▶ **Work order**:
Look through the records that follow. Copy every line containing the word "registry".

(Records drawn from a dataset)
Start of Block

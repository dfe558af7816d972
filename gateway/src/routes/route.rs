//! Internal routing endpoint.
//!
//! Used by the batch worker to execute job items through the same registry
//! and breakers as synchronous traffic. This endpoint is not part of the
//! public surface and skips admission.

use std::sync::Arc;

use axum::extract::State;
use axum::routing::post;
use axum::{Json, Router};
use serde_json::Value;

use modelmesh_common::RouteRequest;

use crate::error::ApiError;
use crate::AppState;

/// POST /v1/route - route one call and return the raw backend payload.
async fn route_inference(
    State(state): State<Arc<AppState>>,
    Json(request): Json<RouteRequest>,
) -> Result<Json<Value>, ApiError> {
    let version = request
        .version
        .unwrap_or_else(|| state.config.routing.default_version.clone());

    tracing::debug!(
        request_id = %request.request_id,
        model = %request.model,
        version = %version,
        "routing inference request"
    );

    let routed = state
        .router
        .route(&request.request_id, &request.model, &version, &request.input)
        .await?;

    Ok(Json(routed.prediction))
}

pub fn router(state: Arc<AppState>) -> Router {
    Router::new()
        .route("/v1/route", post(route_inference))
        .with_state(state)
}
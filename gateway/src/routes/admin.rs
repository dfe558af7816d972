//! Backend administration endpoints.
//!
//! Registration can name the backend URL directly or leave it out, in which
//! case the URL is resolved through the metadata service's model descriptor.

use std::sync::Arc;

use axum::extract::State;
use axum::http::{HeaderMap, StatusCode};
use axum::routing::get;
use axum::{Json, Router};
use serde::{Deserialize, Serialize};

use crate::error::ApiError;
use crate::metadata::MetadataError;
use crate::AppState;

#[derive(Debug, Deserialize)]
struct RegisterRequest {
    model: String,
    version: String,
    /// Explicit backend URL; resolved via the metadata service when absent.
    #[serde(default)]
    url: Option<String>,
}

#[derive(Debug, Serialize)]
struct RegisterResponse {
    model: String,
    version: String,
    url: String,
    registered: bool,
}

#[derive(Debug, Deserialize)]
struct DeregisterRequest {
    model: String,
    version: String,
    url: String,
}

/// One endpoint row in the admin listing.
#[derive(Debug, Serialize)]
struct BackendView {
    model: String,
    version: String,
    url: String,
    breaker_state: &'static str,
    healthy: bool,
    avg_latency_ms: f64,
}

/// POST /admin/backends
async fn register(
    State(state): State<Arc<AppState>>,
    headers: HeaderMap,
    Json(request): Json<RegisterRequest>,
) -> Result<Json<RegisterResponse>, ApiError> {
    state.verifier.authenticate(&headers)?;

    let url = match request.url {
        Some(url) => url,
        None => {
            let descriptor = state
                .metadata
                .descriptor(&request.model, &request.version)
                .await
                .map_err(|e| match e {
                    MetadataError::NotFound(target) => ApiError::ModelNotFound(target),
                    other => ApiError::Internal(other.to_string()),
                })?;
            descriptor.backend_url
        }
    };

    let registered = state
        .registry
        .register(&request.model, &request.version, &url)
        .await;

    Ok(Json(RegisterResponse {
        model: request.model,
        version: request.version,
        url,
        registered,
    }))
}

/// DELETE /admin/backends
async fn deregister(
    State(state): State<Arc<AppState>>,
    headers: HeaderMap,
    Json(request): Json<DeregisterRequest>,
) -> Result<StatusCode, ApiError> {
    state.verifier.authenticate(&headers)?;

    let removed = state
        .registry
        .deregister(&request.model, &request.version, &request.url)
        .await;

    if removed {
        Ok(StatusCode::NO_CONTENT)
    } else {
        Err(ApiError::ModelNotFound(format!(
            "{}/{} at {}",
            request.model, request.version, request.url
        )))
    }
}

/// GET /admin/backends
async fn list(
    State(state): State<Arc<AppState>>,
    headers: HeaderMap,
) -> Result<Json<Vec<BackendView>>, ApiError> {
    state.verifier.authenticate(&headers)?;

    let mut views = Vec::new();
    for (model, version, endpoints) in state.registry.targets().await {
        for endpoint in endpoints {
            let health = endpoint.health();
            views.push(BackendView {
                model: model.clone(),
                version: version.clone(),
                url: endpoint.url.clone(),
                breaker_state: endpoint.breaker.state().as_str(),
                healthy: health.healthy,
                avg_latency_ms: health.avg_latency_ms,
            });
        }
    }
    views.sort_by(|a, b| (&a.model, &a.version, &a.url).cmp(&(&b.model, &b.version, &b.url)));

    Ok(Json(views))
}

pub fn router(state: Arc<AppState>) -> Router {
    Router::new()
        .route("/backends", get(list).post(register).delete(deregister))
        .with_state(state)
}
//! Principal authentication for gateway admission.
//!
//! Credentials arrive as `Authorization: Bearer <token>` or `X-API-Key`.
//! Tokens are self-contained HS256 JWTs signed with a shared secret; claims
//! carry at minimum the principal identifier. A distinguished development
//! credential can be configured and must be disabled in production.

use axum::http::HeaderMap;
use jsonwebtoken::{decode, Algorithm, DecodingKey, Validation};
use serde::{Deserialize, Serialize};

use crate::config::AuthConfig;

/// The authenticated identity a request is attributed to.
#[derive(Debug, Clone, PartialEq, Eq)]
pub struct Principal {
    pub id: String,
}

#[derive(Debug, thiserror::Error)]
pub enum AuthError {
    #[error("missing credentials")]
    MissingCredentials,
    #[error("invalid authorization header format")]
    InvalidFormat,
    #[error("invalid token: {0}")]
    InvalidToken(String),
}

/// JWT claims.
#[derive(Debug, Serialize, Deserialize)]
struct Claims {
    sub: String,
    exp: u64,
}

/// Validates self-contained tokens against the shared secret.
pub struct TokenVerifier {
    decoding_key: DecodingKey,
    dev_token: Option<String>,
    allow_anonymous: bool,
}

impl TokenVerifier {
    pub fn new(config: &AuthConfig) -> Self {
        Self {
            decoding_key: DecodingKey::from_secret(config.secret.as_bytes()),
            dev_token: config.dev_token.clone(),
            allow_anonymous: config.allow_anonymous,
        }
    }

    /// Authenticate a request from its headers.
    ///
    /// When anonymous access is allowed, a credential-less request is
    /// attributed to the client's network identity instead.
    pub fn authenticate(&self, headers: &HeaderMap) -> Result<Principal, AuthError> {
        let credential = match extract_credential(headers)? {
            Some(c) => c,
            None => {
                if self.allow_anonymous {
                    return Ok(Principal {
                        id: client_identity(headers),
                    });
                }
                return Err(AuthError::MissingCredentials);
            }
        };

        if let Some(dev_token) = &self.dev_token {
            if credential == *dev_token {
                return Ok(Principal {
                    id: "dev-user".to_string(),
                });
            }
        }

        let mut validation = Validation::new(Algorithm::HS256);
        validation.validate_aud = false;

        let token_data = decode::<Claims>(&credential, &self.decoding_key, &validation)
            .map_err(|e| AuthError::InvalidToken(e.to_string()))?;

        Ok(Principal {
            id: token_data.claims.sub,
        })
    }
}

/// Pull the credential out of the headers, if any.
fn extract_credential(headers: &HeaderMap) -> Result<Option<String>, AuthError> {
    if let Some(value) = headers.get("authorization") {
        let value = value.to_str().map_err(|_| AuthError::InvalidFormat)?;
        let token = value.strip_prefix("Bearer ").unwrap_or(value);
        if token.is_empty() {
            return Err(AuthError::InvalidFormat);
        }
        return Ok(Some(token.to_string()));
    }

    if let Some(value) = headers.get("x-api-key") {
        let value = value.to_str().map_err(|_| AuthError::InvalidFormat)?;
        if value.is_empty() {
            return Err(AuthError::InvalidFormat);
        }
        return Ok(Some(value.to_string()));
    }

    Ok(None)
}

/// Fallback identity for unauthenticated access: the nearest client address
/// we can see.
fn client_identity(headers: &HeaderMap) -> String {
    headers
        .get("x-forwarded-for")
        .and_then(|v| v.to_str().ok())
        .and_then(|v| v.split(',').next())
        .map(|v| v.trim().to_string())
        .unwrap_or_else(|| "anonymous".to_string())
}
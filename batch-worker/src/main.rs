use std::sync::Arc;
use std::time::Duration;

use tokio::sync::watch;
use tracing_subscriber::{layer::SubscriberExt, util::SubscriberInitExt, EnvFilter};

use batch_worker::config::Config;
use batch_worker::executor::JobExecutor;
use batch_worker::manifest::S3ManifestStore;
use batch_worker::route_client::RouteClient;
use batch_worker::JobConsumer;
use modelmesh_common::SqliteJobStore;

#[tokio::main]
async fn main() -> Result<(), Box<dyn std::error::Error>> {
    // Initialize tracing
    tracing_subscriber::registry()
        .with(EnvFilter::try_from_default_env().unwrap_or_else(|_| EnvFilter::new("info")))
        .with(tracing_subscriber::fmt::layer())
        .init();

    // Load configuration
    let config = Config::load()?;
    tracing::info!(
        workers = config.pool.workers,
        topic = %config.kafka.topic,
        "Starting ModelMesh batch worker"
    );

    // Initialize collaborators
    let store = Arc::new(SqliteJobStore::open(&config.store.url)?);
    let manifests = Arc::new(S3ManifestStore::new(&config.object_store).await?);
    let route_client = Arc::new(RouteClient::new(
        &config.router.base_url,
        Duration::from_secs(config.pool.item_timeout_secs),
    ));

    let (shutdown_tx, shutdown_rx) = watch::channel(false);

    let executor = Arc::new(JobExecutor::new(
        store.clone(),
        manifests,
        route_client,
        config.pool.workers,
        shutdown_rx.clone(),
    ));

    let mut consumer = JobConsumer::new(&config.kafka, executor, store, shutdown_rx)?;

    // Signal handler: flip the shutdown flag, then enforce the drain budget.
    let grace = Duration::from_secs(config.pool.shutdown_grace_secs);
    tokio::spawn(async move {
        let _ = tokio::signal::ctrl_c().await;
        tracing::info!("shutdown signal received, draining");
        let _ = shutdown_tx.send(true);

        tokio::time::sleep(grace).await;
        tracing::warn!("drain budget exceeded, exiting");
        std::process::exit(1);
    });

    consumer.run().await?;

    tracing::info!("batch worker stopped");
    Ok(())
}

End of Block

▶ **Result below**:
//! Used by the batch worker to execute job items through the same registry
        .registry
        .registry
    for (model, version, endpoints) in state.registry.targets().await {
    tracing_subscriber::registry()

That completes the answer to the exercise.